When I was very small, my mother’s sister Patricia died at a very young age. I don’t remember as I was still an infant when her death occurred. What I do remember is that for many years after, my whole family would drive to my grandparents’ church and join with them and my aunts and uncles and cousins on the Saturday closest to “Aunt Pat’s” anniversary for a memorial Mass. It was usually in the lower church, the organist and cantor would sing the Requiem Mass parts, and the priest would wear black (later on white). This would all be followed by breakfast at my grandparents’ house.
This fostered in me very early on the practice of praying for the souls of our deceased relatives and friends. Additionally, whenever we prayed along with Evening Rosary on the radio, one of the intentions would often be for “the souls in purgatory.” I began to work my head around the reality of purgatory as something I found consoling. That if I died, I didn’t have to be perfect as much as I might try, but that through the prayers of others and my own “purgation” — I remember that word from Catechism class — I could still be welcomed into heaven. I still find myself praying with that simple understanding of purgatory for the souls of those I love and those most in need of our prayers. It is consoling to know that others may do so for me when my time comes.
I want to share a story that involves a confidence I shared with a man, but in a way that keeps his privacy. This happened within my 38 years of priesthood at a time and place that is private. “Joe” (not his real name) was an elderly man who was dying of cancer. He was beloved within his family, friends and parish. He was known by everyone to be the most Christian and generous of men, a daily communicant, a “saint.”
I visited Joe in hospice a few days before he died. In the course of our conversation, he shared with me his dread of dying and asked me to pray for his soul. I told him he had nothing to fear as he was a good man and God was merciful. He then told me of something that had happened when he was in the military while deployed many years before, something awful that involved the killing of innocents. He was not in command but he was part of what happened. He had borne the guilt of this all his life, and even though he confessed it over and over again, he could not forgive himself nor did he think God would forgive him. I once again told him that God in his mercy would forgive him. He listened but ended up by saying, “Please promise you’ll pray for me.”

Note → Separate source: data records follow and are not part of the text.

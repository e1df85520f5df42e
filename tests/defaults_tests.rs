use cliarr::cli::args::{Cli, Commands, RadarrCommand};
use cliarr::config::Defaults;
use cliarr::Error;
use serde_json::json;

#[test]
fn test_missing_file_gives_empty_defaults() {
    let dir = tempfile::tempdir().unwrap();
    let defaults = Defaults::load(&dir.path().join("defaults.json")).unwrap();
    assert!(defaults.is_empty());
}

#[test]
fn test_save_and_load() {
    let dir = tempfile::tempdir().unwrap();
    let path = dir.path().join("cliarr").join("defaults.json");

    let mut defaults = Defaults::default();
    defaults.set("radarr.add.quality", json!(4));
    defaults.set("host", json!("http://nas:7878"));
    defaults.save(&path).unwrap();

    let loaded = Defaults::load(&path).unwrap();
    assert_eq!(loaded, defaults);
    assert_eq!(loaded.len(), 2);

    let raw: serde_json::Value =
        serde_json::from_str(&std::fs::read_to_string(&path).unwrap()).unwrap();
    assert_eq!(raw, json!({"host": "http://nas:7878", "radarr.add.quality": 4}));
}

#[test]
fn test_corrupt_file_is_config_error() {
    let dir = tempfile::tempdir().unwrap();
    let path = dir.path().join("defaults.json");
    std::fs::write(&path, "{ not json").unwrap();

    assert!(matches!(Defaults::load(&path), Err(Error::Config(_))));
}

#[test]
fn test_loaded_defaults_drive_parsing() {
    let dir = tempfile::tempdir().unwrap();
    let path = dir.path().join("defaults.json");
    std::fs::write(
        &path,
        r#"{"radarr.delete.mid": 8, "radarr.delete.delfiles": true, "api-key": "k"}"#,
    )
    .unwrap();

    let defaults = Defaults::load(&path).unwrap();
    let cli = Cli::try_parse_from_with_defaults(["cliarr", "radarr", "delete"], &defaults).unwrap();

    assert_eq!(cli.api_key.as_deref(), Some("k"));
    match cli.command {
        Commands::Radarr {
            command: RadarrCommand::Delete { mid, delfiles, exclude },
        } => {
            assert_eq!(mid, 8);
            assert!(delfiles);
            assert!(!exclude);
        }
        other => panic!("unexpected command: {:?}", other),
    }
}

#[test]
fn test_unknown_default_keys_are_ignored() {
    let mut defaults = Defaults::default();
    defaults.set("radarr.delete.colour", json!("red"));

    let cli = Cli::try_parse_from_with_defaults(["cliarr", "radarr", "delete", "-i", "2"], &defaults)
        .unwrap();
    assert!(matches!(
        cli.command,
        Commands::Radarr {
            command: RadarrCommand::Delete { mid: 2, .. }
        }
    ));
}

At the funeral, Joe’s son gave a eulogy calling his father a “saint” and placing him among the pantheon of the blessed in heaven. Of course, he did not know what I knew, that his father had not been so sure of his heavenly crown and that he would be more consoled by prayers than praise.
All this reminds me that you never know what each of us truly brings before the judgment seat of God in the privacy of our lives. Even the most saintly among us are still worthy of our prayers for in charity, prayers for the deceased are a work of mercy. I still say a prayer for the repose of Joe’s soul once in a while. I hope someday, others will do the same for me.